I am creating an application that reads the content of a page on the internet and then gets the text of an element <textarea> of that content. To accomplish such a task, I decided to use regex.

The problem is I don’t have much knowledge in regex and I can’t develop a Javascript logic to get the element text. Below is an example string and the code I tried to get the text:

content = '4354543/sfd f^^ <textarea id="text">Hello World! 34% #_2@.;/°? </textarea> fr fdgdf //fdg3';

result = content.match(/<textarea id="text">\w*/)[0];
console.log(result);
  • I understood that you decided to use Regex. But it would not be better to use the method getElementById(), since its string is an HTML page?

  • And how would I use this method with a string ?

  • I will prepare an answer with the 2 methods.

  • There is one more thing, I will use this for an application running on Node. But still, leave the answer with the method getElementById if possible, because I was curious about it.

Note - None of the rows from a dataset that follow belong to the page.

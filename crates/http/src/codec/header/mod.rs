//! Header-level codecs: [`HeaderDecoder`] for request heads, [`HeaderEncoder`]
//! for response heads.

mod header_decoder;
mod header_encoder;

pub use header_decoder::HeaderDecoder;
pub use header_decoder::{MAX_HEADER_BYTES, MAX_HEADERS};
pub use header_encoder::DEFAULT_SERVER;
pub use header_encoder::HeaderEncoder;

  • All right. I’ll just use javascript.

  • 2

    Easier <textarea[^>]*>([^<]*) probably (if you have to appeal this much, to the point of needing Regex, of course)

  • I think it’s important to add the tag node the question, since the Node does not have the native API for DOM manipulation, which changes quite the possible answers

  • 2

    Domparser or qq other API is much more guaranteed, as HTML just changes a little to break the regex. For example, if the textarea is inside comments (<!-- <textarea> etc -->), regex does not detect (and a regex to recognize HTML comments is very complicated), since Domparser ignores correctly (it’s just one example, there are several other cases that make regex not feasible depending on the case) - finally, it is always worth reading here and here

  • @Costamilam the problem is to invalidate any of the answers. I don’t even know what is best in this case.

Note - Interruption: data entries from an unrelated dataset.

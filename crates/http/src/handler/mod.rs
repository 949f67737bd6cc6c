//! The application contract.
//!
//! An [`Application`] is called once per connection with the request's
//! [`RequestFields`] and answers with a status, headers and a [`ResponseBody`].
//! Plain async functions can be adapted with [`make_application`].

use std::error::Error;

use async_trait::async_trait;
use http::Response;

use crate::protocol::{RequestFields, ResponseBody};

#[async_trait]
pub trait Application: Send + Sync {
    type Error: Into<Box<dyn Error + Send + Sync>>;

    async fn call(&self, req: RequestFields) -> Result<Response<ResponseBody>, Self::Error>;
}

#[derive(Debug)]
pub struct ApplicationFn<F> {
    f: F,
}

#[async_trait]
impl<Err, F, Fut> Application for ApplicationFn<F>
where
    F: Fn(RequestFields) -> Fut + Send + Sync,
    Err: Into<Box<dyn Error + Send + Sync>>,
    Fut: Future<Output = Result<Response<ResponseBody>, Err>> + Send,
{
    type Error = Err;

    async fn call(&self, req: RequestFields) -> Result<Response<ResponseBody>, Self::Error> {
        (self.f)(req).await
    }
}

pub fn make_application<F, Err, Ret>(f: F) -> ApplicationFn<F>
where
    Err: Into<Box<dyn Error + Send + Sync>>,
    Ret: Future<Output = Result<Response<ResponseBody>, Err>>,
    F: Fn(RequestFields) -> Ret,
{
    ApplicationFn { f }
}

  • @Bacco would be better to have been created with the tag, but anyway, I still find it useful to keep the other answers, since there is no reason to create a new question for when you want the same, but in the browser

  • Oops! You’ve heard of Cheerio? You can load your HTML into it and persist with queries to be able to extract the data you want. The documentation is very simple and you will probably have a very nice record.

  • 1

    Just to complement (and make a small "jabá"), I just answered just about that (using a parser versus regex), including showing some examples to better illustrate why the solution with regex is worse...

Show 7 more comments

3 answers

2

Use DOMParser in this way:

var content = '4354543/sfd f^^ <textarea id="text">Hello World! 34% #_2@.;/°? </textarea> fr fdgdf //fdg3';
var result = new DOMParser().parseFromString(content, "text/html");
document.write(result.querySelector("#text").textContent);

// ou result.getElementById("text").textContent

It converts the string into an object document with the knots. Then just get the id desired with .querySelector or .getElementById.

  • 4

    It is worth saying that if he is going to take the content with ajax, nor does Domparser need (ajax can already receive a Document)

  • Thanks Sam! I am developing the application on Node but also wanted to know about using the querySelector with a string. I’m sure I’ll use the DOMParser quite in the future :)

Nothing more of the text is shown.